Information about people

EPrints potentially stores information about people in a number of places.

  • Users Dataset
  • EPrints Metadata
    • In the revision XML files storing old versions of metadata.
  • In actual documents
  • In the "request a copy" Dataset
  • Web access logs
    • In the History Dataset
    • In the Apache logs in the operating system

Users Dataset

This dataset is either populated with a web based sign up form, or in many cases, it is automatically built from an institutional accounts system. These cases need to be addressed in different ways.

Imported users Dataset

First of all, stop importing any fields you don't actually need and remove those fields from EPrints. nb. Removing the field in the config may not remove it from the database (citation required.. how the hell does that work?)

Next stop importing any users you just don't need -- if they can't do anything while logged in they should never exist in the Users dataset.

Next implement a data retention policy. This will be a script that removes or blanks the data of users that match a criteria. eg. have not appeared in the import script for more than 90 days and never made a deposit.

Web signup users Dataset

You should ensure that the privacy policy is up to date and in line with GDPR best practice.

Stop collecting any information you don't actually need, and remove those fields from the database.

Next implement a data retention policy. This will be a script that removes or blanks the data of users that match a criteria. eg. accounts more than a year old that have never made a deposit.

Removing vs Blanking

In some cases it may be more desirable to remove all the personal metadata from a record in the Users dataset rather than delete it completely. This has pros and cons.

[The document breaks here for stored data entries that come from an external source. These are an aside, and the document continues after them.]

//! Trust graph data structures.
//!
//! This module provides the arena that owns every user for the lifetime of a query session:
//! - [`TrustGraph`]: petgraph-backed arena of [`UserNode`]s plus an id lookup table
//! - [`UserNode`]: a user's identifier, active domain, and (once classified) proximity tiers
//! - [`ActiveDomain`]: the set of topics a user has rated
//!
//! Neighbors are never owned references. Raw trust relations are petgraph edges, and tier lists
//! hold [`NodeIndex`] keys back into the same arena.

use petgraph::{
    graph::NodeIndex,
    visit::{EdgeRef, VisitMap, Visitable},
    Direction,
};
use serde::{Deserialize, Serialize};
use std::collections::{BTreeMap, BTreeSet};

use crate::{error::TrustPathError, proximity::Tiers};

pub type UserId = u64;
pub type TopicCode = u32;

/// The set of topic codes a user has rated at least one item in.
#[derive(Debug, Clone, Default, PartialEq, Eq, Serialize, Deserialize)]
pub struct ActiveDomain(BTreeSet<TopicCode>);

impl ActiveDomain {
    pub fn new() -> Self {
        ActiveDomain::default()
    }

    /// Returns true if the topic was not already present.
    pub fn insert(&mut self, topic: TopicCode) -> bool {
        self.0.insert(topic)
    }

    pub fn contains(&self, topic: TopicCode) -> bool {
        self.0.contains(&topic)
    }

    pub fn len(&self) -> usize {
        self.0.len()
    }

    pub fn is_empty(&self) -> bool {
        self.0.is_empty()
    }

    pub fn iter(&self) -> impl Iterator<Item = TopicCode> + '_ {
        self.0.iter().copied()
    }

    /// Size of the intersection with `other`, counted without building the intersection set.
    pub fn intersection_len(&self, other: &ActiveDomain) -> usize {
        let (small, large) = if self.len() <= other.len() {
            (&self.0, &other.0)
        } else {
            (&other.0, &self.0)
        };
        small.iter().filter(|topic| large.contains(topic)).count()
    }
}

impl FromIterator<TopicCode> for ActiveDomain {
    fn from_iter<I: IntoIterator<Item = TopicCode>>(iter: I) -> Self {
        ActiveDomain(iter.into_iter().collect())
    }
}

impl<const N: usize> From<[TopicCode; N]> for ActiveDomain {
    fn from(topics: [TopicCode; N]) -> Self {
        topics.into_iter().collect()
    }
}

/// A directed trust relation: `truster` extends trust to `trustee`.
#[derive(Debug, Clone, Copy, PartialEq, Eq, Hash, PartialOrd, Ord, Serialize, Deserialize)]
pub struct TrustEdge {
    pub truster: UserId,
    pub trustee: UserId,
}

impl From<(UserId, UserId)> for TrustEdge {
    fn from((truster, trustee): (UserId, UserId)) -> Self {
        TrustEdge { truster, trustee }
    }
}

#[derive(Debug, Clone, PartialEq, Eq)]
pub struct UserNode {
    pub id: UserId,
    pub active_domain: ActiveDomain,
    tiers: Option<Tiers>,
}

impl UserNode {
    fn new(id: UserId) -> Self {
        UserNode {
            id,
            active_domain: ActiveDomain::default(),
            tiers: None,
        }
    }

    /// The proximity tiers, or `None` if this node has not been classified yet.
    pub fn tiers(&self) -> Option<&Tiers> {
        self.tiers.as_ref()
    }

    pub fn is_classified(&self) -> bool {
        self.tiers.is_some()
    }
}

#[derive(Debug, Clone, Default)]
pub struct TrustGraph {
    graph: petgraph::Graph<UserNode, ()>,
    index: BTreeMap<UserId, NodeIndex>,
}

impl TrustGraph {
    /// Build the graph from a sequence of trust edges. One node is created per distinct
    /// identifier appearing in either position, and every edge (including repeats) becomes a raw
    /// neighbor relation from truster to trustee.
    pub fn from_edges<I>(iterable: I) -> Result<Self, TrustPathError>
    where
        I: IntoIterator,
        I::Item: Into<TrustEdge>,
    {
        let edges = iterable
            .into_iter()
            .map(|edge| edge.into())
            .collect::<Vec<TrustEdge>>();

        let ids = edges
            .iter()
            .flat_map(|edge| [edge.truster, edge.trustee])
            .collect::<BTreeSet<UserId>>();

        let mut trust_graph = TrustGraph::default();
        for id in ids {
            let idx = trust_graph.graph.add_node(UserNode::new(id));
            trust_graph.index.insert(id, idx);
        }

        for edge in edges.iter() {
            let truster_idx = trust_graph.index_of(edge.truster)?;
            let trustee_idx = trust_graph.index_of(edge.trustee)?;
            trust_graph.graph.add_edge(truster_idx, trustee_idx, ());
        }

        tracing::debug!(
            "Built trust graph with {} users and {} trust edges",
            trust_graph.len(),
            trust_graph.edge_count()
        );
        Ok(trust_graph)
    }

    pub fn len(&self) -> usize {
        self.graph.node_count()
    }

    pub fn is_empty(&self) -> bool {
        self.graph.node_count() == 0
    }

    pub fn edge_count(&self) -> usize {
        self.graph.edge_count()
    }

    pub fn contains(&self, id: UserId) -> bool {
        self.index.contains_key(&id)
    }

    pub fn index_of(&self, id: UserId) -> Result<NodeIndex, TrustPathError> {
        self.index
            .get(&id)
            .copied()
            .ok_or(TrustPathError::MissingIdentifier(id))
    }

    pub fn node(&self, id: UserId) -> Result<&UserNode, TrustPathError> {
        Ok(&self.graph[self.index_of(id)?])
    }

    /// Indices handed out by this graph are always valid: nodes are never removed.
    pub(crate) fn node_at(&self, idx: NodeIndex) -> &UserNode {
        &self.graph[idx]
    }

    /// All user ids in ascending order.
    pub fn user_ids(&self) -> impl Iterator<Item = UserId> + '_ {
        self.index.keys().copied()
    }

    pub fn nodes(&self) -> impl Iterator<Item = &UserNode> + '_ {
        self.index.values().map(|idx| &self.graph[*idx])
    }

    pub(crate) fn node_indices(&self) -> impl Iterator<Item = NodeIndex> {
        self.graph.node_indices()
    }

    pub(crate) fn visit_map(&self) -> impl VisitMap<NodeIndex> {
        self.graph.visit_map()
    }

    /// The users `idx` directly trusts, in edge insertion order.
    pub(crate) fn raw_neighbors(&self, idx: NodeIndex) -> Vec<NodeIndex> {
        let mut edges = self
            .graph
            .edges_directed(idx, Direction::Outgoing)
            .map(|edge| (edge.id(), edge.target()))
            .collect::<Vec<_>>();
        edges.sort_by_key(|(edge_idx, _)| *edge_idx);
        edges.into_iter().map(|(_, target)| target).collect()
    }

    /// The ids of the users `id` directly trusts, in edge insertion order.
    pub fn raw_neighbor_ids(&self, id: UserId) -> Result<Vec<UserId>, TrustPathError> {
        let idx = self.index_of(id)?;
        Ok(self
            .raw_neighbors(idx)
            .into_iter()
            .map(|n| self.graph[n].id)
            .collect())
    }

    pub fn set_active_domain(
        &mut self,
        id: UserId,
        domain: ActiveDomain,
    ) -> Result<(), TrustPathError> {
        let idx = self.index_of(id)?;
        self.graph[idx].active_domain = domain;
        Ok(())
    }

    pub fn add_active_topic(&mut self, id: UserId, topic: TopicCode) -> Result<(), TrustPathError> {
        let idx = self.index_of(id)?;
        self.graph[idx].active_domain.insert(topic);
        Ok(())
    }

    /// Install the tier partition for `id`. Tiers are written exactly once per node.
    pub(crate) fn set_tiers(&mut self, id: UserId, tiers: Tiers) -> Result<(), TrustPathError> {
        let idx = self.index_of(id)?;
        let node = &mut self.graph[idx];
        if node.tiers.is_some() {
            return Err(TrustPathError::InvalidState(format!(
                "neighbor tiers of user {id} are already populated"
            )));
        }
        node.tiers = Some(tiers);
        Ok(())
    }
}
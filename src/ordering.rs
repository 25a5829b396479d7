//! Query-scoped neighbor ordering.
//!
//! A [`TierOrdering`] is a read-only view borrowing a classified [`TrustGraph`], in which every
//! node's three tiers are sorted by [`priority`] for one (target, topic) context. The graph itself
//! is never reordered, so any number of orderings can coexist over a shared `&TrustGraph`.

use petgraph::graph::NodeIndex;
use std::{fmt, ptr};

use crate::{
    error::TrustPathError,
    graph::{TopicCode, TrustGraph, UserId},
    proximity::{Tier, Tiers},
    relevance::priority,
};

#[derive(Clone)]
pub struct TierOrdering<'g> {
    graph: &'g TrustGraph,
    target: UserId,
    topic: TopicCode,
    /// Indexed by `NodeIndex::index()`.
    tiers: Vec<Tiers>,
}

impl fmt::Debug for TierOrdering<'_> {
    fn fmt(&self, f: &mut fmt::Formatter<'_>) -> fmt::Result {
        f.debug_struct("TierOrdering")
            .field("target", &self.target)
            .field("topic", &self.topic)
            .field("tiers", &self.tiers)
            .finish_non_exhaustive()
    }
}

/// Orderings are equal only when they view the same graph instance.
impl PartialEq for TierOrdering<'_> {
    fn eq(&self, other: &Self) -> bool {
        ptr::eq(self.graph, other.graph)
            && self.target == other.target
            && self.topic == other.topic
            && self.tiers == other.tiers
    }
}

impl<'g> TierOrdering<'g> {
    /// Stable-sort every node's tiers by descending priority relative to `target` and `topic`.
    /// Neighbors with equal scores keep their classification order.
    pub fn new(
        graph: &'g TrustGraph,
        target: UserId,
        topic: TopicCode,
    ) -> Result<Self, TrustPathError> {
        let target_domain = &graph.node(target)?.active_domain;

        // A neighbor's score depends only on the neighbor for a fixed context.
        let scores = graph
            .node_indices()
            .map(|idx| priority(target_domain, &graph.node_at(idx).active_domain, topic))
            .collect::<Vec<f64>>();

        let mut unclassified = 0;
        let mut tiers = Vec::with_capacity(graph.len());
        for idx in graph.node_indices() {
            let Some(classified) = graph.node_at(idx).tiers() else {
                unclassified += 1;
                tiers.push(Tiers::default());
                continue;
            };
            let mut ordered = classified.clone();
            for tier in Tier::ALL {
                ordered
                    .get_mut(tier)
                    .sort_by(|a, b| scores[b.index()].total_cmp(&scores[a.index()]));
            }
            tiers.push(ordered);
        }

        if unclassified > 0 {
            tracing::warn!(
                "{unclassified} unclassified users treated as having no tiered neighbors"
            );
        }
        tracing::debug!("Ordered neighbor tiers for target {target}, topic {topic}");
        Ok(TierOrdering {
            graph,
            target,
            topic,
            tiers,
        })
    }

    /// The graph this ordering was built over.
    pub fn graph(&self) -> &'g TrustGraph {
        self.graph
    }

    pub fn target(&self) -> UserId {
        self.target
    }

    pub fn topic(&self) -> TopicCode {
        self.topic
    }

    pub(crate) fn tiers(&self, idx: NodeIndex) -> Option<&Tiers> {
        self.tiers.get(idx.index())
    }

    /// Neighbor ids of `id` in `tier`, in this ordering's rank order.
    pub fn ordered_ids(&self, id: UserId, tier: Tier) -> Result<Vec<UserId>, TrustPathError> {
        let graph = self.graph;
        let idx = graph.index_of(id)?;
        Ok(self
            .tiers(idx)
            .map(|tiers| {
                tiers
                    .get(tier)
                    .iter()
                    .map(|n| graph.node_at(*n).id)
                    .collect()
            })
            .unwrap_or_default())
    }
}

impl TrustGraph {
    /// Build the neighbor ordering for a (target, topic) query context.
    pub fn order_all(
        &self,
        target: UserId,
        topic: TopicCode,
    ) -> Result<TierOrdering<'_>, TrustPathError> {
        TierOrdering::new(self, target, topic)
    }
}

#[cfg(test)]
mod tests {
    use super::*;
    use crate::{graph::ActiveDomain, tests::helpers::diamond_graph};
    use test_log::test;

    #[test]
    fn test_ordering_follows_topic() {
        let graph = diamond_graph();

        let by_topic_1 = graph.order_all(4, 1).unwrap();
        assert_eq!(
            by_topic_1.ordered_ids(1, Tier::Local).unwrap(),
            vec![2, 3]
        );

        let by_topic_2 = graph.order_all(4, 2).unwrap();
        assert_eq!(
            by_topic_2.ordered_ids(1, Tier::Local).unwrap(),
            vec![3, 2]
        );

        // the shared graph keeps its classification order
        assert_eq!(graph.tier_member_ids(1, Tier::Local).unwrap(), vec![2, 3]);
    }

    #[test]
    fn test_ordering_is_idempotent() {
        let graph = diamond_graph();
        let first = graph.order_all(4, 2).unwrap();
        let second = graph.order_all(4, 2).unwrap();
        assert_eq!(first, second);
    }

    #[test]
    fn test_orderings_over_distinct_graphs_differ() {
        let graph = diamond_graph();
        let copy = diamond_graph();
        let ordering = graph.order_all(4, 1).unwrap();
        assert!(ptr::eq(ordering.graph(), &graph));
        assert_ne!(ordering, copy.order_all(4, 1).unwrap());
    }

    #[test]
    fn test_ties_keep_classification_order() {
        let mut graph = TrustGraph::from_edges([(1, 5), (1, 3), (1, 4), (1, 2)]).unwrap();
        graph.set_active_domain(1, [1, 2].into()).unwrap();
        graph.set_active_domain(2, [1].into()).unwrap();
        graph.set_active_domain(3, [2].into()).unwrap();
        graph.set_active_domain(4, ActiveDomain::new()).unwrap();
        graph.set_active_domain(5, [1].into()).unwrap();
        graph.classify_all().unwrap();

        // target 1, topic 1: 5 and 2 score 2/3, 3 scores 1/3, 4 scores 0
        let ordering = graph.order_all(1, 1).unwrap();
        assert_eq!(
            ordering.ordered_ids(1, Tier::Local).unwrap(),
            vec![5, 2, 3, 4]
        );
    }

    #[test]
    fn test_unknown_target_is_missing_identifier() {
        let graph = diamond_graph();
        assert_eq!(
            graph.order_all(42, 1).unwrap_err(),
            TrustPathError::MissingIdentifier(42)
        );
    }
}
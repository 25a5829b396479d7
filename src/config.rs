use serde::{Deserialize, Serialize};
use std::{
    fs::{read_to_string, write},
    path::{Path, PathBuf},
};

use crate::{
    error::TrustPathError,
    graph::{TopicCode, UserId},
    session::DEFAULT_THRESHOLD,
};

fn default_threshold() -> f64 {
    DEFAULT_THRESHOLD
}

/// Query session configuration, usually read from a TOML file.
///
/// ```toml
/// trust_path = "data/trust.txt"
/// ratings_path = "data/ratings.txt"
/// rating_limit = 50000
/// threshold = 0.5
/// source = 15373
/// sink = 9831
/// # topic = 8   # omit to query every topic the source is active in
/// ```
#[derive(Debug, Clone, PartialEq, Serialize, Deserialize)]
pub struct QueryConfig {
    pub trust_path: PathBuf,
    pub ratings_path: PathBuf,
    #[serde(default)]
    pub rating_limit: Option<usize>,
    #[serde(default = "default_threshold")]
    pub threshold: f64,
    pub source: UserId,
    pub sink: UserId,
    #[serde(default)]
    pub topic: Option<TopicCode>,
}

impl QueryConfig {
    pub fn from_file<P: AsRef<Path>>(path: P) -> Result<Self, TrustPathError> {
        tracing::debug!("Reading query config from: {:?}", path.as_ref());
        let content = read_to_string(path)?;
        let config: QueryConfig = toml::from_str(&content)?;
        config.validate()?;
        Ok(config)
    }

    pub fn to_file<P: AsRef<Path>>(&self, path: P) -> Result<(), TrustPathError> {
        tracing::debug!("Writing query config to: {:?}", path.as_ref());
        let toml_string = toml::to_string(self)?;
        write(path, toml_string)?;
        Ok(())
    }

    pub fn validate(&self) -> Result<(), TrustPathError> {
        if !self.threshold.is_finite() {
            return Err(TrustPathError::MalformedInput(format!(
                "threshold must be a finite number, got {}",
                self.threshold
            )));
        }
        if self.rating_limit == Some(0) {
            return Err(TrustPathError::MalformedInput(
                "rating_limit must be positive when set".to_string(),
            ));
        }
        Ok(())
    }
}
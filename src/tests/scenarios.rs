//! Whole-pipeline scenarios over small hand-checked networks

use crate::{
    approval::PathApprover,
    graph::{TrustGraph, UserId},
    paths::TrustPath,
    proximity::Tier,
    search::cbfs,
    session::{TrustNetwork, TrustQuery},
    tests::helpers::{diamond_graph, init_logging},
};
use test_log::test;

/// A 12-user network with several layers, cross links, cycles, and a dropped neighbor.
fn layered_graph() -> TrustGraph {
    init_logging();
    let edges: [(UserId, UserId); 20] = [
        (1, 2),
        (1, 3),
        (1, 4),
        (2, 5),
        (2, 6),
        (3, 6),
        (3, 7),
        (4, 7),
        (4, 1),
        (5, 8),
        (6, 8),
        (6, 9),
        (7, 9),
        (7, 10),
        (8, 11),
        (9, 11),
        (10, 11),
        (10, 12),
        (11, 2),
        (12, 11),
    ];
    let mut graph = TrustGraph::from_edges(edges).unwrap();
    let domains: [(UserId, &[u32]); 12] = [
        (1, &[1, 2, 3]),
        (2, &[1, 2]),
        (3, &[2, 3, 4]),
        (4, &[5, 6]),
        (5, &[1]),
        (6, &[1, 2, 3, 4]),
        (7, &[3]),
        (8, &[1, 2]),
        (9, &[2, 4]),
        (10, &[3, 5]),
        (11, &[1, 2, 3]),
        (12, &[]),
    ];
    for (user, topics) in domains {
        graph
            .set_active_domain(user, topics.iter().copied().collect())
            .unwrap();
    }
    graph.classify_all().unwrap();
    graph
}

#[test]
fn test_diamond_end_to_end() {
    let network = TrustNetwork::from_graph(diamond_graph()).unwrap();
    let graph = network.graph();
    assert_eq!(graph.social_distance(1, 2).unwrap(), 1);

    let ordering = graph.order_all(4, 1).unwrap();
    let outcome = cbfs(&ordering, 1, 4).unwrap();
    assert_eq!(outcome.arrivals().len(), 2);
    let paths = outcome.full_paths();

    // the weaker path is the one through C: its C -> D edge scores 1/3
    let weakest = |path: &TrustPath| {
        let approver = PathApprover::new(1, 0.0).unwrap();
        path.edges()
            .map(|(a, b)| approver.edge_score(graph, a, b).unwrap())
            .fold(f64::INFINITY, f64::min)
    };
    assert_eq!(weakest(&paths[0]), 2.0 / 3.0);
    assert_eq!(weakest(&paths[1]), 1.0 / 3.0);

    for (threshold, expected) in [(0.0, 2), (1.0 / 3.0, 2), (0.4, 1), (2.0 / 3.0, 1), (0.7, 0)] {
        let report = network
            .run(&TrustQuery {
                source: 1,
                sink: 4,
                topic: 1,
                threshold,
            })
            .unwrap();
        assert_eq!(report.discovered, 2);
        assert_eq!(
            report.approved_count(),
            expected,
            "threshold {threshold} should approve {expected} paths"
        );
    }
}

#[test]
fn test_layered_paths_follow_trust_edges() {
    let graph = layered_graph();
    for (source, sink, topic) in [(1, 11, 1), (1, 11, 3), (3, 2, 2), (4, 12, 5)] {
        let ordering = graph.order_all(sink, topic).unwrap();
        let outcome = cbfs(&ordering, source, sink).unwrap();
        for path in outcome.full_paths() {
            assert_eq!(path.source(), Some(source));
            assert_eq!(path.sink(), Some(sink));
            for (a, b) in path.edges() {
                assert!(
                    graph.raw_neighbor_ids(a).unwrap().contains(&b),
                    "{a} -> {b} in {path} is not a trust edge"
                );
            }
            // only the sink may repeat along a path, and only at its end
            let interior = &path.nodes()[..path.nodes().len() - 1];
            assert!(!interior.contains(&sink));
        }
    }
}

#[test]
fn test_layered_sink_arrivals() {
    let graph = layered_graph();
    // 1 -> 4 shares nothing with a non-empty domain and is dropped from every tier
    assert!(Tier::ALL
        .into_iter()
        .all(|tier| !graph.tier_member_ids(1, tier).unwrap().contains(&4)));

    let ordering = graph.order_all(11, 1).unwrap();
    let outcome = cbfs(&ordering, 1, 11).unwrap();
    let parents = outcome
        .arrivals()
        .iter()
        .filter_map(|arrival| arrival.parent)
        .collect::<Vec<_>>();
    // no parallel edges in this network, so each in-neighbor of the sink arrives at most once
    let mut unique = parents.clone();
    unique.sort_unstable();
    unique.dedup();
    assert_eq!(unique.len(), parents.len());
    assert!(!parents.is_empty());
    // 4 is unreachable from 1
    assert_eq!(outcome.parent_of(4), None);
}

#[test]
fn test_orderings_do_not_interfere() {
    let graph = layered_graph();
    let first = graph.order_all(11, 1).unwrap();
    let other = graph.order_all(9, 4).unwrap();
    let again = graph.order_all(11, 1).unwrap();
    assert_eq!(first, again);

    let a = cbfs(&first, 1, 11).unwrap();
    let _ = cbfs(&other, 1, 9).unwrap();
    let b = cbfs(&again, 1, 11).unwrap();
    assert_eq!(a, b);
}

If you remove a user entirely who has deposited EPrints you may wish to reassign those deposits to an admin user, or a fake user called "left".

Last Login Time

Storing the last login time of a user can be useful to identify which users are active and which are not to help ensure data is not being stored longer than is necessary.

See GDPR/Last Login Time

Non-Active Users Report

TODO worth having a count of items linked with the user on the report, along with their statuses?

Delete User Action

  • Suggestion* Cron job to select all user accounts which have been inactive over a certain time threshold, check those users for affiliation to a publication (creator, editor, depositor etc.) which is either archive or buffer status and, where no connection exists, remove those user accounts.

Admin will be able to select user accounts from the report to delete (within the report or individually?)

Could be similar to: EPrints::DataObj::LoginTicket::expire_all - but with an $c->{'account_retention_time'} param taken away from the time() call?

Need to check logintickets too? Someone may not have actually logged in for ages, but maintained a browser session/cookies for a long time? (currently our longest 'active' login is ~20 days).

Add 'Agree to privacy and data statement' checkbox on registration or request forms

TODO - should be 'versioned' - so if the statement changes, the version that was agreed to can be shown. Possibly a set/namedset, with the available options limited to only one when rendered to a user?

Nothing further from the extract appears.